*** Opening of DATASET EXCERPTS ***

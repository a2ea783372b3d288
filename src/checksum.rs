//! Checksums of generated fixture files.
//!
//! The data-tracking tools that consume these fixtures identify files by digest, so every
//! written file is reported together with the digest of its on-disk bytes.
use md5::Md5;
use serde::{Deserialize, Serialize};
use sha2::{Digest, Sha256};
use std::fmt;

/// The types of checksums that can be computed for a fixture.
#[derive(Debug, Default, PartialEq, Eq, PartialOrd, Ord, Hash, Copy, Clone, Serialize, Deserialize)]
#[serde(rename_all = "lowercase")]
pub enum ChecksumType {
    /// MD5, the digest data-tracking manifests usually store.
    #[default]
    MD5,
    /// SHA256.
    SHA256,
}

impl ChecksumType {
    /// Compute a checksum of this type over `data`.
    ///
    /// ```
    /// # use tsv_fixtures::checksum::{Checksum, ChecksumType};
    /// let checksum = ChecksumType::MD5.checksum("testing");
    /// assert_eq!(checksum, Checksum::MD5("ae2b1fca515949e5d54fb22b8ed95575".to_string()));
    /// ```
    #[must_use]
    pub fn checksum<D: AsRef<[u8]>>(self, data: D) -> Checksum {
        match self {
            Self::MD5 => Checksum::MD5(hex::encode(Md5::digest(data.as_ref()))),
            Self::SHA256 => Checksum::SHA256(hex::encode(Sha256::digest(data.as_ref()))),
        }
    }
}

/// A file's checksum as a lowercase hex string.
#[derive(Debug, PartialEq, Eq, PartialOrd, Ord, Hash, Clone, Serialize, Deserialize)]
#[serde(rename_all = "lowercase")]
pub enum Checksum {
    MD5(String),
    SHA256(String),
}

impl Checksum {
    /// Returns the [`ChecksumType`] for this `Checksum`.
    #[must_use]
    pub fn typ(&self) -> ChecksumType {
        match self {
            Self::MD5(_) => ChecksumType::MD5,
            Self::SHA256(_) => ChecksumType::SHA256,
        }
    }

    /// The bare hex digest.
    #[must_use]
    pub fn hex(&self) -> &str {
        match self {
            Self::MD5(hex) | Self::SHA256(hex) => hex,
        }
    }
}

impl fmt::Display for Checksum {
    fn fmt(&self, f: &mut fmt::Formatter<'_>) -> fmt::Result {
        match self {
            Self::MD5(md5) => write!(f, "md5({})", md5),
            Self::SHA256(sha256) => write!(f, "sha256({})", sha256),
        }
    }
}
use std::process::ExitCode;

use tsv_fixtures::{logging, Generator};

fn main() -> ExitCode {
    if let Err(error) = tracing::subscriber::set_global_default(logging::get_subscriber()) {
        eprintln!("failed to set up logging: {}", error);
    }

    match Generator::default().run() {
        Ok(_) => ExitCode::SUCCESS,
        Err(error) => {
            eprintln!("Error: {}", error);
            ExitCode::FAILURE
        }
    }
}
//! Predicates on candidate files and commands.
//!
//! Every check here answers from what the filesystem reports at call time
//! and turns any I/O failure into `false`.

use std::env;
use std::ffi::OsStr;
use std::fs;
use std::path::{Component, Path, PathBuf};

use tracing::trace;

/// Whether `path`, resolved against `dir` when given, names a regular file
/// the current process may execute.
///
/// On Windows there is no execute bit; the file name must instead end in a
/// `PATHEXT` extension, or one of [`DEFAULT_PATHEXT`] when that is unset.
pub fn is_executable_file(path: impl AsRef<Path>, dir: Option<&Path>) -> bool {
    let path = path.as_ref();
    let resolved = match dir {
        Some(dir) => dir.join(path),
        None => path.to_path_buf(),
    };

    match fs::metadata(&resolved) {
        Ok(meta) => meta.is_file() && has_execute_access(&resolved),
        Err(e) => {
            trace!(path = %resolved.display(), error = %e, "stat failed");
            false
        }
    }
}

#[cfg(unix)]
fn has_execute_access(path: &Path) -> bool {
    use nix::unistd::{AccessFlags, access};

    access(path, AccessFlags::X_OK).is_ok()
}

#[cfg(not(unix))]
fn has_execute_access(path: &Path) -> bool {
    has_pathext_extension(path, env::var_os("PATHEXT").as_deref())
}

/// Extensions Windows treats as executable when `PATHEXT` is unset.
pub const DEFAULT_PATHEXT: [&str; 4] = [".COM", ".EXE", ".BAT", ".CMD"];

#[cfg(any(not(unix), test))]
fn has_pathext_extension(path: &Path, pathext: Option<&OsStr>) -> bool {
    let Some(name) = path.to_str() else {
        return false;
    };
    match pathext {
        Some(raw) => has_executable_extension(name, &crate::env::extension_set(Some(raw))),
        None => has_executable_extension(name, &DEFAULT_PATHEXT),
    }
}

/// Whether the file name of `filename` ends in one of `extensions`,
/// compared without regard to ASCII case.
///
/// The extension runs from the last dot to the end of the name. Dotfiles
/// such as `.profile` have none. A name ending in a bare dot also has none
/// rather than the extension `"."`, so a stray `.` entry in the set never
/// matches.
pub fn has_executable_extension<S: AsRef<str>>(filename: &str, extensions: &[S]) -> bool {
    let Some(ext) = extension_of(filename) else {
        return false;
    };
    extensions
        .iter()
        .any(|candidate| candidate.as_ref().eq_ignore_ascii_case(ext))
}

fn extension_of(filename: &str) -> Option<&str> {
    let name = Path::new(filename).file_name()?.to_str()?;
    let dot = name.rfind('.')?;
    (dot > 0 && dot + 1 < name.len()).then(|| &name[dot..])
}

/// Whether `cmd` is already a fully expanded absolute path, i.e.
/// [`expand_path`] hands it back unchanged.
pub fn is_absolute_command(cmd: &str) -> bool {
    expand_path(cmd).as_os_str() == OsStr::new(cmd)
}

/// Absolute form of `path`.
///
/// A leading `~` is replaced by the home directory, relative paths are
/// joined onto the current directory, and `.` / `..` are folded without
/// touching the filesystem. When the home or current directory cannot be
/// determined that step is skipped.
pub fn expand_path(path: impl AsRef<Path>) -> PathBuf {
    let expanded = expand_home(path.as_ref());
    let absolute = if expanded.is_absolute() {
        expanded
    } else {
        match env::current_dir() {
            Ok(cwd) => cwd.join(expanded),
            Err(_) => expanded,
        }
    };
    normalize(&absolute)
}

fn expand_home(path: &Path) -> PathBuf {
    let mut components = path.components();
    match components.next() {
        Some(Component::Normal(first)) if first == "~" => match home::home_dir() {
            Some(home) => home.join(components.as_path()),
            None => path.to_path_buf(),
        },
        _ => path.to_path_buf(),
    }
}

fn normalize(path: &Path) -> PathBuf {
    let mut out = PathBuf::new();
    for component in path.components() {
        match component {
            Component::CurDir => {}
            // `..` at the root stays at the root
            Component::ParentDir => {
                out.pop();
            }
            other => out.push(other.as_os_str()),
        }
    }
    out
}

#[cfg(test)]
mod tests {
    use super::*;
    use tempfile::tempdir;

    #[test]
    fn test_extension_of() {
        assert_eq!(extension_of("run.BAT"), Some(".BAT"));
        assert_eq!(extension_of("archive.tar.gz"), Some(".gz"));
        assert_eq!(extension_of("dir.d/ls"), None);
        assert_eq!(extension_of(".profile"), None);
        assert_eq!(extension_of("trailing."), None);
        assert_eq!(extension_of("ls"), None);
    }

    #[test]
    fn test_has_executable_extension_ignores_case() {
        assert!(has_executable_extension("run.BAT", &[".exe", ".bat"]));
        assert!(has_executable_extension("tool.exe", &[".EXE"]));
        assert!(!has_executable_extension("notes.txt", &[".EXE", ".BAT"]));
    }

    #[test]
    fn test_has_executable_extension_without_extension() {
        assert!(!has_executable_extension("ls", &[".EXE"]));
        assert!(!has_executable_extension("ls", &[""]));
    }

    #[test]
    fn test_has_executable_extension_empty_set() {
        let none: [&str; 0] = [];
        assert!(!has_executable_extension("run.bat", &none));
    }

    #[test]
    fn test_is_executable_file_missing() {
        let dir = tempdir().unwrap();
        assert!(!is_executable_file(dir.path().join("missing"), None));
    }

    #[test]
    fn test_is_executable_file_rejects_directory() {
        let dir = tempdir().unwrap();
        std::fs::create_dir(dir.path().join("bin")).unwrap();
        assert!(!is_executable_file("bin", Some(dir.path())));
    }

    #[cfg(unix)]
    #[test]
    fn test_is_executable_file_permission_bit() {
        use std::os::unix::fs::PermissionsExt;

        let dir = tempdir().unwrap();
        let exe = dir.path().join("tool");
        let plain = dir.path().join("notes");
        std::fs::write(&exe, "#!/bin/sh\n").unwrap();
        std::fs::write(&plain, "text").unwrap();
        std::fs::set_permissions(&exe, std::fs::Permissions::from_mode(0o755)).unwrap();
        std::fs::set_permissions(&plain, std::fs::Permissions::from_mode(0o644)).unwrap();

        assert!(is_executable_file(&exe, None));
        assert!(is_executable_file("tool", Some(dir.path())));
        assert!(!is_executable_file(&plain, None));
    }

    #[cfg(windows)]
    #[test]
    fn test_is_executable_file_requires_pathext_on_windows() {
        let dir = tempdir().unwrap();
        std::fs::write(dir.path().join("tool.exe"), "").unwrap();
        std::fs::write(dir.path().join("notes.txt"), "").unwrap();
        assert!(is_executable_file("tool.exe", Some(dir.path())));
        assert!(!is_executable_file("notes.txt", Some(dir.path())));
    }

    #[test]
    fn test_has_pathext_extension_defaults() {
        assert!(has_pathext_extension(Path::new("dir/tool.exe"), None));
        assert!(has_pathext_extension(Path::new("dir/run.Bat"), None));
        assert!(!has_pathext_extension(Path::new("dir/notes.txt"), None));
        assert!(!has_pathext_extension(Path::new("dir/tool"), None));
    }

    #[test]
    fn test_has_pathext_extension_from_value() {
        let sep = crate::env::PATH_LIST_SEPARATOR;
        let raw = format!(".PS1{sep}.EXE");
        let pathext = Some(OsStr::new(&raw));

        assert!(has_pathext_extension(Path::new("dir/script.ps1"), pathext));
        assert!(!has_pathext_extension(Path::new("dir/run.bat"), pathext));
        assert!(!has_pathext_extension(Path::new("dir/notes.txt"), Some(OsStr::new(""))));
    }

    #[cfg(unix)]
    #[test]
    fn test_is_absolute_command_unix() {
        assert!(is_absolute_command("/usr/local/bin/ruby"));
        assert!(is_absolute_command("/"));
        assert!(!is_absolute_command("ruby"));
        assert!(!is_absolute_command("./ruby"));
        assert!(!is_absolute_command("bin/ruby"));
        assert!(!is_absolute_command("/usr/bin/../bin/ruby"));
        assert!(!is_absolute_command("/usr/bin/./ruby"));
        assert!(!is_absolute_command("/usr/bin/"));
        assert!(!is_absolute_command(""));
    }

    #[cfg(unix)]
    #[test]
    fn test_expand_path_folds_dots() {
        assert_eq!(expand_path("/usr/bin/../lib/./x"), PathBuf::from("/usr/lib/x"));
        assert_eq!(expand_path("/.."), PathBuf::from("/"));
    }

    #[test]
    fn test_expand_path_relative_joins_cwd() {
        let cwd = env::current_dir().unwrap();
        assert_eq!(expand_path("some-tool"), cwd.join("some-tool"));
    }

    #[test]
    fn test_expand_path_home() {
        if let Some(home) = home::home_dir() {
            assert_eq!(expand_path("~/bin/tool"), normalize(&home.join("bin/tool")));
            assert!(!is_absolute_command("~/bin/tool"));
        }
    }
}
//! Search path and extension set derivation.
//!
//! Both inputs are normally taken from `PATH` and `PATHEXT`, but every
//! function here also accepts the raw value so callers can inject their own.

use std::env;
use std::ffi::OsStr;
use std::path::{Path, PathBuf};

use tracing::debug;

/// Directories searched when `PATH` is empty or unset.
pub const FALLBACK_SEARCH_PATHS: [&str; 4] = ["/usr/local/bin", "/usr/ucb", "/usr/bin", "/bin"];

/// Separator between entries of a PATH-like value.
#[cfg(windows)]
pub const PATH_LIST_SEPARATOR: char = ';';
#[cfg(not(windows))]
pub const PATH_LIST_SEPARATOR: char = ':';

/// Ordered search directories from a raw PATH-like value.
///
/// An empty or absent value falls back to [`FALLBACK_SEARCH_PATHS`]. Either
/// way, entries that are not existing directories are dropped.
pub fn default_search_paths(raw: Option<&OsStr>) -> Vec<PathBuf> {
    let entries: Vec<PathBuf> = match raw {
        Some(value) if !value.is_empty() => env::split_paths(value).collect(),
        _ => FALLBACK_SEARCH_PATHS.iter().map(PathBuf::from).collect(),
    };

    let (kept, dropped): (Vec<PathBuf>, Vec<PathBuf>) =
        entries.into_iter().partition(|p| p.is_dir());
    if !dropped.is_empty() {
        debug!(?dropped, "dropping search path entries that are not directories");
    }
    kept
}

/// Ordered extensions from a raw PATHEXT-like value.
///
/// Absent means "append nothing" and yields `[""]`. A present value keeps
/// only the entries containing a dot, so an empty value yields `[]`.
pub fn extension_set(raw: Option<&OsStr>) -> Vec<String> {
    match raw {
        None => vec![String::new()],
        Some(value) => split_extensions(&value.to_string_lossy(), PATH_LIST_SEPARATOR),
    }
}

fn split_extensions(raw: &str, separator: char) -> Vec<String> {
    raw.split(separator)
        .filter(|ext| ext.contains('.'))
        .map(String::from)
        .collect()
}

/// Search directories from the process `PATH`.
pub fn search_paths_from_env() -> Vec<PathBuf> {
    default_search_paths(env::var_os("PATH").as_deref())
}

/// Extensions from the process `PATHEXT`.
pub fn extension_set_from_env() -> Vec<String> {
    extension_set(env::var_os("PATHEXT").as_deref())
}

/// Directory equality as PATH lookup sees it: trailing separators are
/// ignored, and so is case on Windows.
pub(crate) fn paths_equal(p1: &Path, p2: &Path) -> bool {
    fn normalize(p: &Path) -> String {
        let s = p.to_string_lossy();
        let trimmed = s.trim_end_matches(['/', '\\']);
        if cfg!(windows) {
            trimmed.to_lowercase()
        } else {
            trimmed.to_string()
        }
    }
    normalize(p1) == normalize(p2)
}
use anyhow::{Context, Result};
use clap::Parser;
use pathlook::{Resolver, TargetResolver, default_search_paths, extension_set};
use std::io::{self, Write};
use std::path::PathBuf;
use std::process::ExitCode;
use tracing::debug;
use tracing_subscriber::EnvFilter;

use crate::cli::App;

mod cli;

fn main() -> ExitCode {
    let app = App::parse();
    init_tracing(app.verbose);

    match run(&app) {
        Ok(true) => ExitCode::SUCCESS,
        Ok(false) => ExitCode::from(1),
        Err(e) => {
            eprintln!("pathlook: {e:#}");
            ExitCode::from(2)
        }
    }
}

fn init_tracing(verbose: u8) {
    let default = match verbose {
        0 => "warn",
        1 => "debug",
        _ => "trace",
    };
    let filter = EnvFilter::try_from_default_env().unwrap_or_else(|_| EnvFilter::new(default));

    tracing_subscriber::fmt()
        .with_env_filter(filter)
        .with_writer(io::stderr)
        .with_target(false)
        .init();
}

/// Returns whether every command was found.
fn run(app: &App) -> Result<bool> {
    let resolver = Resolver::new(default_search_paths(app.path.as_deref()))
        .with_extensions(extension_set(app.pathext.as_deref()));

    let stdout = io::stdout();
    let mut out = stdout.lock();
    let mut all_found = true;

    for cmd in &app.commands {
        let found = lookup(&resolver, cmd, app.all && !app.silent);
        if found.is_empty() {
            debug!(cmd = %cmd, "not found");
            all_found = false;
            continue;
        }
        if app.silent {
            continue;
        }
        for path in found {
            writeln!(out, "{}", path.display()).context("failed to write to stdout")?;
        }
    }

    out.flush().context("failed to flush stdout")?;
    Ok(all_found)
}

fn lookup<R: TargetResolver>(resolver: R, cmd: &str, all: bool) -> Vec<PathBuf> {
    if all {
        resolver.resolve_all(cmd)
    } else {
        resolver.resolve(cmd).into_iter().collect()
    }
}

*** Close of DATASET EXCERPTS ***

PROBLEM TO WORK ON:
Looking through the listing above, state how many of its lines contain the string "local". Write only the number.

TASK SOLUTION:
2